Published: June 12th 2011June 11th 2011
Another busy day started with our 9AM reservation to hike through another cave on a 2-hour guided tour. We were hopeful that our guide on this adventure would actually finish the tour with us. The Ruakuri Cave is one that was only recently reopened to the public (about 6 years ago). The government had been running tours for about 120 years via boat until a Maori burial site was found in one of the caves dry entrances. This led to a legal dispute that resulted in the land owner above the cave claiming the rights to the caves below. A company contracted with him to build a separate entrance with a 60-foot spiral ramp down to the caves below. Nearly all of the tour was conducted on walkways that were built above the cave floor and the river that passed through it.
Our guide on today's excursion was young and energetic which was a stark contrast to our older guide from yesterday who seemed to slip out a back entrance and then left us for dead in an underground labyrinth. We actually learned that the glow worms would be more accurately described as maggots with illuminating feces. Probably wouldn't create
the same lure for tourists. We also got a good close up look at them. They had nearly transparent bodies that stretched an inch and a half or so. They worked on their feeding lines and were surrounded by a network of 40 or more of the dangling webs created from their saliva. We unanimously enjoyed this tour a bit more than the last, even if we had not been cast off.
We returned to a visitor center and checked it out and watched a 20-minute multi-media presentation on the caves and glow worms before we headed back to our lodge to check on our "Kiwi Cultural Show". We had prepaid for this show as part of our 2-night package with our Hobbit House, but we were informed on check in that more of an audience was required for the show to go on.
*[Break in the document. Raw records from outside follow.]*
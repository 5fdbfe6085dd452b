use crate::Agent;
use antics_core::{GameState, Move, RulesEngine};
use rand::rngs::StdRng;
use rand::seq::SliceRandom;

/// Plays a uniformly random legal move.
pub struct RandomAgent {
    rules: Box<dyn RulesEngine>,
    rng: StdRng,
}

impl RandomAgent {
    pub fn new(rules: Box<dyn RulesEngine>, rng: StdRng) -> Self {
        RandomAgent { rules, rng }
    }
}

impl Agent for RandomAgent {
    fn choose_move(&mut self, state: &GameState) -> Option<Move> {
        let moves = self.rules.legal_moves(state);
        moves.choose(&mut self.rng).cloned()
    }

    fn name(&self) -> &str {
        "Random"
    }
}

#[cfg(test)]
mod tests {
    use super::*;
    use antics_core::{Coord, FixedMoves};
    use rand::SeedableRng;

    #[test]
    fn test_picks_a_legal_move() {
        let moves = vec![
            Move::move_ant(vec![Coord::new(0, 0), Coord::new(0, 1)]),
            Move::End,
        ];
        let mut agent = RandomAgent::new(
            Box::new(FixedMoves::new(moves.clone())),
            StdRng::seed_from_u64(4),
        );
        for _ in 0..10 {
            let chosen = agent.choose_move(&GameState::empty()).unwrap();
            assert!(moves.contains(&chosen));
        }
    }

    #[test]
    fn test_no_moves() {
        let mut agent = RandomAgent::new(Box::new(FixedMoves::new(Vec::new())), StdRng::seed_from_u64(4));
        assert!(agent.choose_move(&GameState::empty()).is_none());
    }
}
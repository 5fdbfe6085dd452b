use crate::moves::BuildType;
use crate::types::Coord;
use thiserror::Error;

/// A move that does not fit the state it was applied to.
#[derive(Debug, Clone, PartialEq, Eq, Error)]
pub enum TransitionError {
    #[error("no ant at {0}")]
    NoAntAt(Coord),

    #[error("ant move with an empty path")]
    EmptyPath,

    #[error("{0} cannot be built")]
    Unbuildable(BuildType),

    #[error("ant at {coord} belongs to {owner}, not the player to move")]
    NotOwned {
        coord: Coord,
        owner: crate::types::PlayerId,
    },
}

pub type Result<T> = std::result::Result<T, TransitionError>;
Fortunately, another couple was going to join us and show time commenced at 1:30. We checked out the large dining facility in the lodge which was like a weird museum for old odds and ends that lined the walls and hung from the walls and ceiling. There was an old telephone switchboard and an old
buggy-style farming tractor hanging from the ceiling.
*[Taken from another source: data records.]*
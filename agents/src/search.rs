use crate::evaluation::Evaluator;
use antics_core::{GameState, Move, PlayerId, RulesEngine};
use log::warn;
use rand::RngCore;
use std::time::{Duration, Instant};

const TIME_CHECK_INTERVAL: u64 = 64; // Check the clock every 64 nodes

#[derive(Debug, Clone)]
pub struct SearchResult {
    pub best_move: Option<Move>,
    pub score: f64,
    pub depth: u8,
    pub nodes: u64,
    pub stopped: bool,
}

impl SearchResult {
    pub(crate) fn empty(depth: u8) -> Self {
        Self {
            best_move: None,
            score: 0.0,
            depth,
            nodes: 0,
            stopped: false,
        }
    }
}

#[derive(Debug, Clone)]
pub struct SearchLimits {
    pub max_depth: u8,
    pub move_time: Option<Duration>,
    pub nodes: Option<u64>,
}

impl SearchLimits {
    pub fn depth(depth: u8) -> Self {
        Self {
            max_depth: depth,
            move_time: None,
            nodes: None,
        }
    }

    pub fn with_move_time(mut self, millis: u64) -> Self {
        self.move_time = Some(Duration::from_millis(millis));
        self
    }

    pub fn with_nodes(mut self, nodes: u64) -> Self {
        self.nodes = Some(nodes);
        self
    }
}

impl Default for SearchLimits {
    fn default() -> Self {
        Self::depth(2)
    }
}

/// Per-search bookkeeping: node count and budget checks.
pub struct SearchInfo {
    start_time: Instant,
    pub limits: SearchLimits,
    pub nodes: u64,
    pub stopped: bool,
}

impl SearchInfo {
    pub fn new(limits: SearchLimits) -> Self {
        Self {
            start_time: Instant::now(),
            limits,
            nodes: 0,
            stopped: false,
        }
    }

    /// Checked before each expansion. Once true, stays true.
    pub fn should_stop(&mut self) -> bool {
        if self.stopped {
            return true;
        }

        // Check node limit
        if let Some(max_nodes) = self.limits.nodes {
            if self.nodes >= max_nodes {
                self.stopped = true;
                return true;
            }
        }

        // Check time limit periodically
        if self.nodes % TIME_CHECK_INTERVAL == 0 {
            if let Some(move_time) = self.limits.move_time {
                if self.start_time.elapsed() >= move_time {
                    self.stopped = true;
                    return true;
                }
            }
        }

        false
    }

    pub fn elapsed(&self) -> Duration {
        self.start_time.elapsed()
    }
}

/// How search updates turn flags between simulated moves.
#[derive(Debug, Clone, Copy, PartialEq, Eq)]
pub enum Bookkeeping {
    /// Mark the moved ant after MOVE_ANT; clear every flag after END.
    FullTurn,
    /// Keep the given player to move and clear every flag after each move.
    Pinned(PlayerId),
}

/// Applies `mv` and the search-side turn bookkeeping.
///
/// Returns None when the rules engine produced a move the state cannot take.
pub fn simulate(
    state: &GameState,
    mv: &Move,
    rng: &mut dyn RngCore,
    bookkeeping: Bookkeeping,
) -> Option<GameState> {
    let mut next = match state.apply_move(mv, rng) {
        Ok(next) => next,
        Err(err) => {
            warn!("skipping move '{}': {}", mv, err);
            return None;
        }
    };

    match bookkeeping {
        Bookkeeping::FullTurn => match mv {
            Move::MoveAnt { .. } => {
                if let Some(to) = mv.to() {
                    let mover = state.whose_turn;
                    if let Some(ant) = next
                        .inventory_mut(mover)
                        .ants
                        .iter_mut()
                        .find(|ant| ant.coords == to)
                    {
                        ant.has_moved = true;
                    }
                }
            }
            Move::End => next.clear_moved_flags(),
            Move::Build { .. } => {}
        },
        Bookkeeping::Pinned(player) => {
            next.whose_turn = player;
            next.clear_moved_flags();
        }
    }

    Some(next)
}

/// Returns true for a MOVE_ANT of the mover's queen while she stands on no
/// construction; search skips these since the queen is already safe.
pub fn is_safe_queen_move(state: &GameState, mv: &Move) -> bool {
    let (Some(from), Some(queen)) = (mv.from(), state.mover().queen()) else {
        return false;
    };
    queen.coords == from && state.constr_at(from).is_none()
}

/// A move-selection strategy over a shared evaluator and rules engine.
pub trait SearchStrategy {
    fn search(
        &mut self,
        state: &GameState,
        rules: &dyn RulesEngine,
        evaluator: &dyn Evaluator,
        rng: &mut dyn RngCore,
    ) -> SearchResult;

    fn name(&self) -> String;
}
We headed over to the other side of the building that had old chainsaws hanging all over the ceiling and chairs that looked like they had been pulled from a 1950's movie theater. Probably not the ideal place to be sitting should an earthquake hit. Billy Black (a younger version of the original) put on a one-man show that focused on logging and farming activities of the locals from 120 years ago. This included ample audience participation that included me and another guy working the long saw and Suzy planting a blasting cap in a tree stump. Suzy and the kids also helped out with the shearing of a sheep. The show ended with Billy coming out in front of the stage on a 3000-pound steer.
As a cap off for the day, we headed to the town of Otorohanga about 20 minutes away. Here the town was home to a Kiwi House that featured not only two brown kiwi (who we got to see being fed), but also about 30 other native species of birds as well as some lizards and frogs. To see the kiwis made this worth the
We returned back to our Hobbit House for dinner. As we pulled up, Geddy shouted, "There's a sheep on our roof." Sure enough a sheep had wandered from its pasture on to the roof of our Hobbit House. Later a pig joined it.